When I was ending my work on A Decade of Negative Thinking by rewriting its introduction, President Obama had just been elected and for a selfish moment I actually worried that if the situation in the country improved as much as we all hoped that it would, the book I had literally spent a decade writing– the decade of 9/11, the Bush/Cheney administration, the Iraq War–would suddenly be irrelevant! Whether or not my book is relevant–and of course I hope it is!– it has become clear that generally speaking, I needn’t have worried.
In recent weeks I am reminded through the directness of daily experience just what it was like during the 2000s when everyday something appalling would be perpetrated on our democracy, on our environment, our human rights. Then the threats came so fast and from every corner that paralysis constantly encroached on activism. It’s happening again: just in the past week, in Georgia a state representative wants to make miscarriages subject to investigation, defunding of Planned Parenthood threatens a much broader range of affordable health care and family planning for women, in Wisconsin the attack on Unions and collective bargaining is also a veil for another ghastly feature of the same law at issue that Gov. Warner is forcing upon the people of Wisconsin, that would allow the state to sell energy companies to anyone they wanted without any regards to the public interest, attacks on education, attacks on any form of regulation of any corporate misdeeds, etc.
But burbling along underneath is a certain potential for activism.

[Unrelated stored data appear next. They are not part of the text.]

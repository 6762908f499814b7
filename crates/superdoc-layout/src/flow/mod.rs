//! Flow-block conversion (spec §4.E-F): turns the editor's [`crate::document::Node`]
//! tree into the flat, positioned [`blocks::FlowBlock`] sequence the paginator
//! consumes.
//!
//! This module is the dispatcher; each node kind's actual conversion lives in
//! its own submodule (`paragraph`, `table`, `media`, `field_annotation`) the
//! way the spec's module table lines them up. [`convert_blocks`] is the
//! single public entry point — it is also what a table cell's own content
//! recurses through (spec §4.E: "table cells recursively hold block
//! content").

pub mod blocks;
pub mod field_annotation;
pub mod media;
pub mod paragraph;
pub mod position;
pub mod structured;
pub mod table;

use crate::cache::{CacheOutcome, FlowBlockCache};
use crate::document::{Node, NodeKind, SdtMetadata};
use crate::flow::blocks::{fallback_block_id, FlowBlock, PageBreakBlock};
use crate::flow::position::PositionWalker;
use crate::flow::structured::apply_sdt_stack;
use crate::numbering::NumberingManager;
use crate::style::context::StyleContext;
use crate::warnings::{Warning, WarningKind, WarningSite, WarningSink};

/// Convert a sequence of sibling block-level nodes into [`blocks::FlowBlock`]s,
/// in document order (spec §4.E "Per-kind handling").
///
/// This is the entry point both for a document's top level and for a table
/// cell's content (`table::convert_table` calls back into this for each
/// cell).
pub fn convert_blocks(
    nodes: &[Node],
    ctx: &StyleContext,
    numbering: &mut NumberingManager<'_>,
    default_tab_interval_twips: i32,
    warnings: &mut WarningSink,
    pos: &mut PositionWalker,
) -> Vec<FlowBlock> {
    let mut sdt_stack: Vec<SdtMetadata> = Vec::new();
    convert_block_list(
        nodes,
        ctx,
        numbering,
        default_tab_interval_twips,
        warnings,
        pos,
        &mut sdt_stack,
        None,
    )
}

/// Walk `nodes`, threading an SDT nesting stack (spec §4.E "structuredContentBlock
/// / documentPartObject") and, when inside a `tableOfContents` gallery, a TOC
/// field instruction that gets stamped onto every unwrapped paragraph (spec
/// §4.E "tableOfContents ... unwraps into its child paragraphs, each marked
/// `isTocEntry: true`").
#[allow(clippy::too_many_arguments)]
fn convert_block_list(
    nodes: &[Node],
    ctx: &StyleContext,
    numbering: &mut NumberingManager<'_>,
    default_tab_interval_twips: i32,
    warnings: &mut WarningSink,
    pos: &mut PositionWalker,
    sdt_stack: &mut Vec<SdtMetadata>,
    toc_instruction: Option<&str>,
) -> Vec<FlowBlock> {
    let mut out = Vec::new();
    for node in nodes {
        match &node.kind {
            NodeKind::Paragraph(attrs) => {
                let mut attrs = attrs.clone();
                if let Some(instruction) = toc_instruction {
                    attrs.is_toc_entry = true;
                    attrs.toc_instruction = Some(instruction.to_string());
                }
                let (atomics, block) = paragraph::convert_paragraph(
                    &attrs,
                    &node.content,
                    ctx,
                    numbering,
                    default_tab_interval_twips,
                    &[],
                    warnings,
                    pos,
                );
                for mut atomic in atomics {
                    apply_sdt_stack(&mut atomic, sdt_stack);
                    out.push(atomic);
                }
                let mut block = FlowBlock::Paragraph(block);
                apply_sdt_stack(&mut block, sdt_stack);
                out.push(block);
            }
            NodeKind::Table {
                grid,
                table_style_id,
                properties,
            } => {
                let table_block = table::convert_table(
                    grid,
                    table_style_id.as_deref(),
                    properties,
                    &node.content,
                    ctx,
                    numbering,
                    default_tab_interval_twips,
                    warnings,
                    pos,
                );
                let mut block = FlowBlock::Table(table_block);
                apply_sdt_stack(&mut block, sdt_stack);
                out.push(block);
            }
            NodeKind::Image { .. } | NodeKind::Drawing { .. } => {
                if let Some(mut block) = media::convert_top_level_media(node, pos) {
                    apply_sdt_stack(&mut block, sdt_stack);
                    out.push(block);
                }
            }
            NodeKind::PageBreak => {
                let start = pos.atom();
                out.push(FlowBlock::PageBreak(PageBreakBlock {
                    block_id: fallback_block_id("page-break", Some(start)),
                    pm_start: Some(start),
                }));
            }
            NodeKind::StructuredContentBlock { metadata } | NodeKind::DocumentPartObject { metadata } => {
                pos.enter();
                sdt_stack.push(metadata.clone());
                let mut nested = convert_block_list(
                    &node.content,
                    ctx,
                    numbering,
                    default_tab_interval_twips,
                    warnings,
                    pos,
                    sdt_stack,
                    toc_instruction,
                );
                sdt_stack.pop();
                pos.exit();
                out.append(&mut nested);
            }
            NodeKind::DocumentSection { .. } => {
                pos.enter();
                let mut nested = convert_block_list(
                    &node.content,
                    ctx,
                    numbering,
                    default_tab_interval_twips,
                    warnings,
                    pos,
                    sdt_stack,
                    toc_instruction,
                );
                pos.exit();
                out.append(&mut nested);
            }
            NodeKind::TableOfContents { instruction } => {
                pos.enter();
                let mut nested = convert_block_list(
                    &node.content,
                    ctx,
                    numbering,
                    default_tab_interval_twips,
                    warnings,
                    pos,
                    sdt_stack,
                    Some(instruction),
                );
                pos.exit();
                out.append(&mut nested);
            }
            other => {
                warnings.push(Warning::new(
                    WarningKind::InputMalformed {
                        reason: format!("unexpected node kind at block level: {other:?}"),
                    },
                    WarningSite::Document,
                ));
            }
        }
    }
    out
}

/// Cache-aware sibling of [`convert_blocks`] (spec §4.F): consulted by
/// [`crate::render`] at the document's top level. For each top-level
/// paragraph carrying a stable `sdBlockId`, consults `cache` before falling
/// back to a fresh conversion; every other top-level node (tables, nested
/// SDTs/sections/TOCs, atomics) converts exactly as [`convert_blocks`]
/// would. Nested paragraphs (inside table cells or structured-content
/// containers) are not cache keys themselves — they are re-converted as part
/// of their containing top-level node, same as a miss.
///
/// A cache hit still runs the paragraph's numbering encounter (if it
/// references one) so the [`NumberingManager`]'s counters advance exactly as
/// they would on a fresh conversion — only the expensive inline-flattening
/// and layout work is skipped, never the traversal's stateful side effects.
pub fn convert_blocks_cached(
    nodes: &[Node],
    ctx: &StyleContext,
    numbering: &mut NumberingManager<'_>,
    default_tab_interval_twips: i32,
    warnings: &mut WarningSink,
    pos: &mut PositionWalker,
    cache: &mut FlowBlockCache,
) -> Vec<FlowBlock> {
    let mut sdt_stack: Vec<SdtMetadata> = Vec::new();
    let mut out = Vec::new();

    for node in nodes {
        let NodeKind::Paragraph(attrs) = &node.kind else {
            out.append(&mut convert_block_list(
                std::slice::from_ref(node),
                ctx,
                numbering,
                default_tab_interval_twips,
                warnings,
                pos,
                &mut sdt_stack,
                None,
            ));
            continue;
        };
        let Some(block_id) = attrs.sd_block_id.as_ref().map(|id| id.0.clone()) else {
            out.append(&mut convert_block_list(
                std::slice::from_ref(node),
                ctx,
                numbering,
                default_tab_interval_twips,
                warnings,
                pos,
                &mut sdt_stack,
                None,
            ));
            continue;
        };

        let new_pm_start = pos.peek();
        let node_rev = attrs.sd_block_rev.map(|rev| rev.0);
        let node_json = format!("{node:?}");

        match cache.lookup(&block_id, node_rev, &node_json, new_pm_start, warnings) {
            CacheOutcome::Hit(mut blocks) => {
                // The cached blocks already reflect this paragraph's
                // numbering/listRendering; still advance the manager's
                // counters so later paragraphs see correct state.
                if let Some(num_ref) = attrs.numbering {
                    numbering.encounter(num_ref.num_id, num_ref.ilvl, warnings);
                }
                pos.advance(node.pm_size());
                for block in &mut blocks {
                    apply_sdt_stack(block, &sdt_stack);
                }
                cache.insert(block_id, node_rev, node_json, blocks.clone(), new_pm_start);
                out.append(&mut blocks);
            }
            CacheOutcome::Miss => {
                let mut produced = convert_block_list(
                    std::slice::from_ref(node),
                    ctx,
                    numbering,
                    default_tab_interval_twips,
                    warnings,
                    pos,
                    &mut sdt_stack,
                    None,
                );
                cache.insert(block_id, node_rev, node_json, produced.clone(), new_pm_start);
                out.append(&mut produced);
            }
        }
    }

    out
}

/// Structural checks over the raw editor tree, run before conversion (spec
/// §4.K "document tree validation" [ADDED]): these catch shapes that would
/// otherwise surface as confusing downstream warnings (a cell referencing
/// columns past the grid, an empty TOC instruction) and report them against
/// the node that caused them. Never blocks conversion — every finding here is
/// a [`Warning`], not a [`crate::warnings::LayoutError`].
pub fn validate_tree(nodes: &[Node], warnings: &mut WarningSink) {
    for node in nodes {
        match &node.kind {
            NodeKind::Table { grid, .. } => {
                for row in &node.content {
                    let NodeKind::TableRow { .. } = &row.kind else { continue };
                    let total_span: u32 = row
                        .content
                        .iter()
                        .filter_map(|cell| match &cell.kind {
                            NodeKind::TableCell { span, .. } | NodeKind::TableHeader { span, .. } => {
                                Some(span.colspan.max(1))
                            }
                            _ => None,
                        })
                        .sum();
                    if total_span as usize > grid.len() {
                        warnings.push(Warning::new(
                            WarningKind::InputMalformed {
                                reason: format!(
                                    "table row spans {total_span} grid columns but the table grid only defines {}",
                                    grid.len()
                                ),
                            },
                            WarningSite::Document,
                        ));
                    }
                    validate_tree(&row.content, warnings);
                }
            }
            NodeKind::TableOfContents { instruction } => {
                if instruction.trim().is_empty() {
                    warnings.push(Warning::new(
                        WarningKind::InputMalformed {
                            reason: "tableOfContents node has an empty field instruction".to_string(),
                        },
                        WarningSite::Document,
                    ));
                }
                validate_tree(&node.content, warnings);
            }
            _ => validate_tree(&node.content, warnings),
        }
    }
}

I hope it grows stronger and louder.
Today there were two rallies in Lower Manhattan, a ‘Rally to Save the American Dream’ event to stand in solidarity with the people of Wisconsin, organized by MoveOn.org and a few blocks away and a couple of hours later, a “Rally for Women’s Health” organized by Planned Parenthood. I am in the midst of final packing because I have been forced out from my loft of 33 years. (Yesterday in my elevator a young woman holding a small child, one of my young British ex-pat new neighbors who pay $22,500 a month rent, waited until I got out at my floor before she keyed her elevator door, so I wouldn’t see which floor she lived on, as if I was a potential burglar instead of her neighbor–“tax the rich” is the least of it). I meant to and should have stayed home all day struggling to put some order into the boxes of papers and books and art works I have to somehow ferry safely from one place to another–a Herculean task that, among other things, has kept me from doing much on this blog in recent weeks. But I woke up this morning and thought I could not pass up the last opportunity to just go downstairs and walk a few blocks to a demonstration in City Hall Park. I’m a member of a Union: when Rep. Anthony Weiner asked people to take out their Union card and wave it in the air, I could do it, I had my ACT-UAW card on me (FYI, I’m in the crowd of this other, small union rally held April 29, 2009).
The crowd was penned in by the infernal metal fences that Mayor Bloomberg has used effectively to contain and undermine political demonstrations. I’m not sure it was the 10,000 people the organizers claimed. It seemed smaller to me but I was glad I was there, for the faces, the signs, but also for the speeches, by New York Representatives Anthony Weiner, Jerry Nadler, and Charlie Rangel.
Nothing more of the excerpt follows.